Distributed Deep Learning Workshop

In this workshop, we will train a deep learning model in a distributed manner using Databricks. We will discuss how we can leverage Delta Lake to prepare structured, semi-structured, or unstructured datasets and Petastorm for distributing datasets efficiently on a cluster. We will also cover how to use Horovod for distributed training on both CPU and GPU based hardware. This example aims to serve as a reusable template that is tailorable to meet your specific modeling needs.

Workshop structure

The workshop involves a series of Databricks notebooks split into two parts,

In part 1 we look at how we can optimally leverage the parallelism of Spark for training deep learning models in a distributed manner.
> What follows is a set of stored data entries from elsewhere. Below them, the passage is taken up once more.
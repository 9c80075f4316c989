use std::collections::HashMap;

use url::Url;

use crate::models::{MediaMetadata, PartialMetadata};
use crate::preview::document::Document;

/// Extract preview metadata from already-fetched markup. Pure transformation:
/// no I/O, no script execution; every pass tolerates missing elements.
///
/// Precedence is fixed: `<title>` text over `og:title`, and
/// `meta[name=description]` over `og:description`. Open Graph single-value
/// fields take the first matching element when duplicates exist.
pub fn extract(html: &str, base_url: &str) -> PartialMetadata {
    let doc = Document::parse(html);

    PartialMetadata {
        title: title_tag(&doc).or_else(|| meta_property(&doc, "og:title")),
        description: meta_name(&doc, "description")
            .or_else(|| meta_property(&doc, "og:description")),
        image: meta_property(&doc, "og:image"),
        url: meta_property(&doc, "og:url"),
        site_name: meta_property(&doc, "og:site_name"),
        r#type: meta_property(&doc, "og:type"),
        locale: meta_property(&doc, "og:locale"),
        determiner: meta_property(&doc, "og:determiner"),
        audio: meta_property(&doc, "og:audio"),
        video: meta_property(&doc, "og:video"),
        favicon: favicon(&doc, base_url),
        language: language(&doc),
        locale_alternates: locale_alternates(&doc),
        meta_tags: meta_tag_dump(&doc),
        image_metadata: media_family(&doc, "og:image"),
        video_metadata: media_family(&doc, "og:video"),
        audio_metadata: media_family(&doc, "og:audio"),
    }
}

fn meta_property(doc: &Document, property: &str) -> Option<String> {
    doc.query_first(&format!(r#"meta[property="{property}"]"#))
        .and_then(|el| el.attr("content"))
        .map(|s| s.trim().to_string())
        .filter(|s| !s.is_empty())
}

fn meta_name(doc: &Document, name: &str) -> Option<String> {
    doc.query_first(&format!(r#"meta[name="{name}"]"#))
        .and_then(|el| el.attr("content"))
        .map(|s| s.trim().to_string())
        .filter(|s| !s.is_empty())
}

fn title_tag(doc: &Document) -> Option<String> {
    doc.query_first("title")
        .map(|el| el.text().trim().to_string())
        .filter(|s| !s.is_empty())
}

/// First usable icon href among the conventional `rel` values, resolved to
/// an absolute URL against the page's own URL.
fn favicon(doc: &Document, base_url: &str) -> Option<String> {
    const ICON_SELECTORS: [&str; 3] = [
        r#"link[rel="icon"]"#,
        r#"link[rel="shortcut icon"]"#,
        r#"link[rel="apple-touch-icon"]"#,
    ];

    ICON_SELECTORS
        .iter()
        .filter_map(|selector| {
            doc.query_first(selector)
                .and_then(|el| el.attr("href"))
                .map(str::trim)
                .filter(|href| !href.is_empty())
        })
        .find_map(|href| resolve_href(href, base_url))
}

fn language(doc: &Document) -> Option<String> {
    doc.query_first("html")
        .and_then(|el| el.attr("lang"))
        .map(|s| s.trim().to_string())
        .filter(|s| !s.is_empty())
}

/// Every `og:locale:alternate`, document order, duplicates included.
fn locale_alternates(doc: &Document) -> Vec<String> {
    doc.query_all(r#"meta[property="og:locale:alternate"]"#)
        .iter()
        .filter_map(|el| el.attr("content"))
        .map(|s| s.trim().to_string())
        .filter(|s| !s.is_empty())
        .collect()
}

/// Catch-all dump of `<meta>` tags with a usable key and content.
/// `property` wins over `name` when both are present on one element;
/// duplicate keys overwrite earlier entries.
fn meta_tag_dump(doc: &Document) -> HashMap<String, String> {
    let mut tags = HashMap::new();
    for element in doc.query_all("meta") {
        let Some(key) = element
            .attr("property")
            .or_else(|| element.attr("name"))
            .map(str::trim)
            .filter(|k| !k.is_empty())
        else {
            continue;
        };
        let Some(content) = element
            .attr("content")
            .map(str::trim)
            .filter(|c| !c.is_empty())
        else {
            continue;
        };
        tags.insert(key.to_string(), content.to_string());
    }
    tags
}

/// Structured `{family}:*` sub-record. Present only when the page carries at
/// least one structured sub-tag; the bare `{family}` pointer then backfills
/// a missing `url`.
fn media_family(doc: &Document, family: &str) -> Option<MediaMetadata> {
    let sub = |suffix: &str| meta_property(doc, &format!("{family}:{suffix}"));

    let mut media = MediaMetadata {
        url: sub("url"),
        secure_url: sub("secure_url"),
        r#type: sub("type"),
        width: sub("width").and_then(|v| parse_dimension(&v)),
        height: sub("height").and_then(|v| parse_dimension(&v)),
        alt: sub("alt"),
    };

    if media.is_empty() {
        return None;
    }
    if media.url.is_none() {
        media.url = meta_property(doc, family);
    }
    Some(media)
}

/// Best-effort pixel dimension parse; non-numeric content is absent, never
/// an error.
fn parse_dimension(value: &str) -> Option<u32> {
    value.trim().parse().ok()
}

/// Resolve a possibly-relative href against the page URL.
pub(crate) fn resolve_href(href: &str, base_url: &str) -> Option<String> {
    let base = Url::parse(base_url).ok()?;
    base.join(href).ok().map(|u| u.to_string())
}
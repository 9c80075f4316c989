use std::time::Duration;

use reqwest::Client;

use crate::error::PreviewError;

pub const USER_AGENT: &str =
    "Mozilla/5.0 (compatible; UnfurlBot/1.0; +https://github.com/unfurl/unfurl-server)";

/// Fetch raw markup for a URL. One attempt, one outbound request, bounded by
/// `timeout`; retry policy belongs to the caller. The URL is assumed to be
/// validated already.
///
/// Timeouts surface as [`PreviewError::Timeout`] so the boundary can emit a
/// distinct status; everything else network-shaped (DNS, connect, non-2xx)
/// is [`PreviewError::Fetch`].
pub async fn fetch_html(client: &Client, url: &str, timeout: Duration) -> Result<String, PreviewError> {
    let response = client
        .get(url)
        .timeout(timeout)
        .send()
        .await
        .map_err(|e| {
            if e.is_timeout() {
                PreviewError::Timeout
            } else {
                tracing::warn!(error = %e, url, "Failed to fetch URL");
                PreviewError::Fetch(e.to_string())
            }
        })?;

    let status = response.status();
    if !status.is_success() {
        tracing::debug!(%status, url, "URL returned non-success status");
        return Err(PreviewError::Fetch(format!("status {status}")));
    }

    response.text().await.map_err(|e| {
        if e.is_timeout() {
            PreviewError::Timeout
        } else {
            PreviewError::Parse(e.to_string())
        }
    })
}

#[cfg(test)]
mod tests {
    use super::*;
    use wiremock::matchers::{method, path};
    use wiremock::{Mock, MockServer, ResponseTemplate};

    fn client() -> Client {
        Client::builder().user_agent(USER_AGENT).build().unwrap()
    }

    #[tokio::test]
    async fn returns_body_on_success() {
        let server = MockServer::start().await;
        Mock::given(method("GET"))
            .and(path("/page"))
            .respond_with(ResponseTemplate::new(200).set_body_string("<html></html>"))
            .mount(&server)
            .await;

        let html = fetch_html(
            &client(),
            &format!("{}/page", server.uri()),
            Duration::from_secs(5),
        )
        .await
        .unwrap();
        assert_eq!(html, "<html></html>");
    }

    #[tokio::test]
    async fn non_2xx_status_is_a_fetch_error() {
        let server = MockServer::start().await;
        Mock::given(method("GET"))
            .respond_with(ResponseTemplate::new(404))
            .mount(&server)
            .await;

        let err = fetch_html(&client(), &server.uri(), Duration::from_secs(5))
            .await
            .unwrap_err();
        assert!(matches!(err, PreviewError::Fetch(_)), "got {err:?}");
    }

    #[tokio::test]
    async fn connection_failure_is_a_fetch_error() {
        // Nothing listens on this port.
        let err = fetch_html(
            &client(),
            "http://127.0.0.1:1/page",
            Duration::from_secs(5),
        )
        .await
        .unwrap_err();
        assert!(matches!(err, PreviewError::Fetch(_)), "got {err:?}");
    }

    #[tokio::test]
    async fn slow_origin_surfaces_timeout() {
        let server = MockServer::start().await;
        Mock::given(method("GET"))
            .respond_with(
                ResponseTemplate::new(200)
                    .set_body_string("<html></html>")
                    .set_delay(Duration::from_millis(500)),
            )
            .mount(&server)
            .await;

        let err = fetch_html(&client(), &server.uri(), Duration::from_millis(50))
            .await
            .unwrap_err();
        assert!(matches!(err, PreviewError::Timeout), "got {err:?}");
    }
}
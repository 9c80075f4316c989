use std::env;
use std::time::Duration;

/// Service configuration, read once from the environment at startup.
/// Every knob has a workable default so a bare `cargo run` comes up.
#[derive(Clone, Debug)]
pub struct Config {
    pub server_host: String,
    pub server_port: u16,
    /// Deadline for the static page fetch.
    pub fetch_timeout: Duration,
    /// Deadline for the external rendering service call.
    pub render_timeout: Duration,
    /// Scrape endpoint of the headless-rendering service.
    pub renderer_url: String,
    pub renderer_token: Option<String>,
    pub cache_ttl: Duration,
    pub rate_limit_max_requests: u64,
    pub rate_limit_window: Duration,
    pub is_production: bool,
}

impl Config {
    pub fn from_env() -> Self {
        dotenvy::dotenv().ok();

        Config {
            server_host: env::var("SERVER_HOST").unwrap_or_else(|_| "127.0.0.1".to_string()),
            server_port: env_parse("SERVER_PORT", 8080),
            fetch_timeout: Duration::from_secs(env_parse("FETCH_TIMEOUT_SECS", 10)),
            render_timeout: Duration::from_secs(env_parse("RENDER_TIMEOUT_SECS", 30)),
            renderer_url: env::var("RENDERER_URL")
                .unwrap_or_else(|_| "https://chrome.browserless.io/scrape".to_string()),
            renderer_token: env::var("RENDERER_TOKEN").ok().filter(|t| !t.is_empty()),
            cache_ttl: Duration::from_secs(env_parse("CACHE_TTL_SECS", 3600)),
            rate_limit_max_requests: env_parse("RATE_LIMIT_MAX_REQUESTS", 100),
            rate_limit_window: Duration::from_secs(env_parse("RATE_LIMIT_WINDOW_SECS", 60)),
            is_production: env::var("APP_ENV").as_deref() == Ok("production"),
        }
    }

    pub fn server_addr(&self) -> String {
        format!("{}:{}", self.server_host, self.server_port)
    }
}

fn env_parse<T: std::str::FromStr>(key: &str, default: T) -> T {
    env::var(key)
        .ok()
        .and_then(|v| v.parse().ok())
        .unwrap_or(default)
}
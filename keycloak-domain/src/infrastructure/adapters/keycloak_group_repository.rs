use async_trait::async_trait;
use reqwest::{header::LOCATION, Method, StatusCode};
use tracing::{info, instrument};

use super::keycloak_rest::KeycloakRestClient;
use crate::application::ports::repository::GroupRepository;
use crate::domain::{entities::*, errors::*};

pub struct KeycloakGroupRepository {
    rest: KeycloakRestClient,
}

impl KeycloakGroupRepository {
    pub fn new(rest: KeycloakRestClient) -> Self {
        Self { rest }
    }
}

#[async_trait]
impl GroupRepository for KeycloakGroupRepository {
    #[instrument(skip(self, group, token), fields(name = %group.name))]
    async fn create(&self, group: &GroupRepresentation, token: &str) -> DomainResult<Option<String>> {
        let request = self.rest.admin(Method::POST, &["groups"], token)?.json(group);
        let response = self
            .rest
            .execute("create group", request, StatusCode::CREATED)
            .await?;

        let id = response
            .headers()
            .get(LOCATION)
            .and_then(|value| value.to_str().ok())
            .and_then(id_from_location);

        info!("Created group {} ({:?})", group.name, id);
        Ok(id)
    }

    #[instrument(skip(self, token))]
    async fn get_all(&self, token: &str) -> DomainResult<Vec<GroupRepresentation>> {
        let request = self.rest.admin(Method::GET, &["groups"], token)?;
        self.rest.fetch("get groups", request).await
    }

    #[instrument(skip(self, token))]
    async fn get_by_id(&self, id: &str, token: &str) -> DomainResult<GroupRepresentation> {
        let request = self.rest.admin(Method::GET, &["groups", id], token)?;
        self.rest.fetch("get group", request).await
    }

    #[instrument(skip(self, token))]
    async fn delete(&self, id: &str, token: &str) -> DomainResult<()> {
        let request = self.rest.admin(Method::DELETE, &["groups", id], token)?;
        self.rest
            .execute("delete group", request, StatusCode::NO_CONTENT)
            .await?;

        info!("Deleted group {}", id);
        Ok(())
    }

    #[instrument(skip(self, token))]
    async fn list_members(&self, id: &str, token: &str) -> DomainResult<Vec<UserRepresentation>> {
        let request = self
            .rest
            .admin(Method::GET, &["groups", id, "members"], token)?;
        self.rest.fetch("get group members", request).await
    }

    #[instrument(skip(self, role, token), fields(role = %role.name))]
    async fn assign_realm_role(
        &self,
        group_id: &str,
        role: &RoleRepresentation,
        token: &str,
    ) -> DomainResult<()> {
        let request = self
            .rest
            .admin(
                Method::POST,
                &["groups", group_id, "role-mappings", "realm"],
                token,
            )?
            .json(&[role]);
        self.rest
            .execute("add role to group", request, StatusCode::NO_CONTENT)
            .await?;

        info!("Assigned role {} to group {}", role.name, group_id);
        Ok(())
    }
}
The notebooks outline the following:

  • Data Prep
    • How to create a Delta table with the Binary file data source reader using JPEG image sources.
  • Single node training
  • Distributed training

In part 2 we look at how we can paralellize both hyperparameter tuning and model inference. We illustrate:

  • Model tuning with Hyperopt
    • Tuning a single node DL model with Hyperopt
    • Tuning a distributed Horovod process with Hyperopt
  • Distributed model inference
    • How to package up a custom Pyfunc with preprocessing/post-processing steps
    • Applying that logged custom Pyfunc in a single node inference setting
    • Applying that logged custom Pyfunc in a distributed inference setting

Requirements

A recommended Databricks ML Runtime >= 7.3LTS is suggested. Please use the repos feature to clone into your repo and access the notebook.